#### About this task:
For the records that follow, give the number of lines in which the word "base" occurs, with nothing added.

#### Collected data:

_____

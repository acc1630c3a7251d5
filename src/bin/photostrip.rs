use std::{
    fs::File,
    io::BufReader,
    path::{Path, PathBuf},
};

use anyhow::Context as _;
use clap::{Parser, Subcommand};

#[derive(Parser, Debug)]
#[command(name = "photostrip", version)]
struct Cli {
    #[command(subcommand)]
    cmd: Command,
}

#[derive(Subcommand, Debug)]
enum Command {
    /// Compose photos described by a JSON manifest into a JPEG.
    Compose(ComposeArgs),
    /// Print the frozen canvas dimensions of every layout as JSON.
    Layouts,
    /// Print the filter catalogue as JSON.
    Filters,
}

#[derive(Parser, Debug)]
struct ComposeArgs {
    /// Input manifest JSON.
    #[arg(long = "in")]
    in_path: PathBuf,

    /// Output JPEG path.
    #[arg(long)]
    out: PathBuf,

    /// Require a photo for every cell (final export) instead of previewing a partial set.
    #[arg(long)]
    export: bool,

    /// Decode worker threads.
    #[arg(long)]
    threads: Option<usize>,

    /// Root directory of frame overlays.
    #[arg(long)]
    asset_root: Option<PathBuf>,
}

/// Manifest file. Relative paths resolve against the manifest's directory.
#[derive(serde::Deserialize, Debug)]
#[serde(deny_unknown_fields)]
struct Manifest {
    layout: String,
    photos: Vec<PathBuf>,
    #[serde(default = "default_id")]
    filter: String,
    #[serde(default = "default_id")]
    frame: String,
    #[serde(default)]
    frame_color: Option<photostrip::Rgba8>,
    #[serde(default)]
    stickers: Vec<ManifestSticker>,
    #[serde(default = "default_quality")]
    quality: f32,
}

#[derive(serde::Deserialize, Debug)]
#[serde(deny_unknown_fields)]
struct ManifestSticker {
    /// Catalogue sticker id.
    #[serde(default)]
    sticker: Option<String>,
    /// Free text glyph.
    #[serde(default)]
    text: Option<String>,
    /// Image file.
    #[serde(default)]
    image: Option<PathBuf>,
    #[serde(default = "default_center")]
    x: f64,
    #[serde(default = "default_center")]
    y: f64,
    #[serde(default = "default_scale")]
    scale: f64,
    #[serde(default)]
    rotation: f64,
}

fn default_id() -> String {
    "none".to_string()
}

fn default_quality() -> f32 {
    photostrip::DEFAULT_QUALITY
}

fn default_center() -> f64 {
    50.0
}

fn default_scale() -> f64 {
    1.0
}

#[derive(serde::Serialize)]
struct FilterRow {
    id: &'static str,
    name: &'static str,
    description: &'static str,
    css: String,
}

fn main() -> anyhow::Result<()> {
    tracing_subscriber::fmt().with_writer(std::io::stderr).init();

    let cli = Cli::parse();
    match cli.cmd {
        Command::Compose(args) => cmd_compose(args),
        Command::Layouts => cmd_layouts(),
        Command::Filters => cmd_filters(),
    }
}

fn read_manifest(path: &Path) -> anyhow::Result<Manifest> {
    let f = File::open(path).with_context(|| format!("open manifest '{}'", path.display()))?;
    let r = BufReader::new(f);
    let manifest: Manifest = serde_json::from_reader(r).with_context(|| "parse manifest JSON")?;
    Ok(manifest)
}

fn build_request(
    manifest: Manifest,
    base: &Path,
    mode: photostrip::CompositionMode,
) -> anyhow::Result<photostrip::CompositionRequest> {
    let layout = photostrip::LayoutSpec::by_id(&manifest.layout)
        .ok_or_else(|| photostrip::PhotostripError::unsupported_layout(&manifest.layout))?;
    let photos = manifest
        .photos
        .iter()
        .map(|p| photostrip::AssetSource::Path(base.join(p)))
        .collect();

    let mut board = photostrip::StickerBoard::new();
    for (i, s) in manifest.stickers.into_iter().enumerate() {
        let content = match (s.sticker, s.text, s.image) {
            (Some(id), None, None) => {
                let info = photostrip::sticker_by_id(&id)
                    .with_context(|| format!("sticker {i}: unknown sticker id '{id}'"))?;
                photostrip::StickerContent::Glyph(info.emoji.to_string())
            }
            (None, Some(text), None) => photostrip::StickerContent::Glyph(text),
            (None, None, Some(path)) => {
                photostrip::StickerContent::Image(photostrip::AssetSource::Path(base.join(path)))
            }
            _ => anyhow::bail!("sticker {i}: set exactly one of 'sticker', 'text' or 'image'"),
        };
        let (next, id) = board.with_added(content);
        board = next
            .with_moved(&id, s.x, s.y)
            .with_scaled(&id, s.scale)
            .with_rotated(&id, s.rotation);
    }

    Ok(photostrip::CompositionRequest::new(layout, photos)
        .with_filter(manifest.filter)
        .with_frame(manifest.frame, manifest.frame_color)
        .with_stickers(board.snapshot())
        .with_quality(manifest.quality)
        .with_mode(mode))
}

fn cmd_compose(args: ComposeArgs) -> anyhow::Result<()> {
    let manifest = read_manifest(&args.in_path)?;
    let base = args.in_path.parent().unwrap_or_else(|| Path::new("."));

    let mut opts = photostrip::EngineOpts::from_env();
    if let Some(threads) = args.threads {
        opts.threads = Some(threads);
    }
    if let Some(root) = args.asset_root {
        opts.asset_root = root;
    }
    let engine = photostrip::Engine::new(opts)?;

    let mode = if args.export {
        photostrip::CompositionMode::Export
    } else {
        photostrip::CompositionMode::Preview
    };
    let request = build_request(manifest, base, mode)?;

    let result = match engine.compose(&request) {
        Ok(r) => r,
        Err(err) => {
            eprintln!("{}", err.user_message());
            return Err(err.into());
        }
    };

    if let Some(parent) = args.out.parent()
        && !parent.as_os_str().is_empty()
    {
        std::fs::create_dir_all(parent)
            .with_context(|| format!("create output dir '{}'", parent.display()))?;
    }
    std::fs::write(&args.out, &result.encoded_bytes)
        .with_context(|| format!("write jpeg '{}'", args.out.display()))?;

    for message in result.warning_messages() {
        eprintln!("warning: {message}");
    }
    eprintln!(
        "wrote {} ({}x{}, {})",
        args.out.display(),
        result.width,
        result.height,
        result.human_size()
    );
    Ok(())
}

fn cmd_layouts() -> anyhow::Result<()> {
    let engine = photostrip::Engine::new(photostrip::EngineOpts {
        threads: Some(1),
        ..photostrip::EngineOpts::default()
    })?;
    let out = serde_json::to_string_pretty(&engine.layout_dimensions())?;
    println!("{out}");
    Ok(())
}

fn cmd_filters() -> anyhow::Result<()> {
    let rows: Vec<FilterRow> = photostrip::FILTERS
        .iter()
        .map(|f| FilterRow {
            id: f.id,
            name: f.name,
            description: f.description,
            css: photostrip::FilterSpec::from(f).to_css(),
        })
        .collect();
    println!("{}", serde_json::to_string_pretty(&rows)?);
    Ok(())
}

_____

#### Solved problem:
5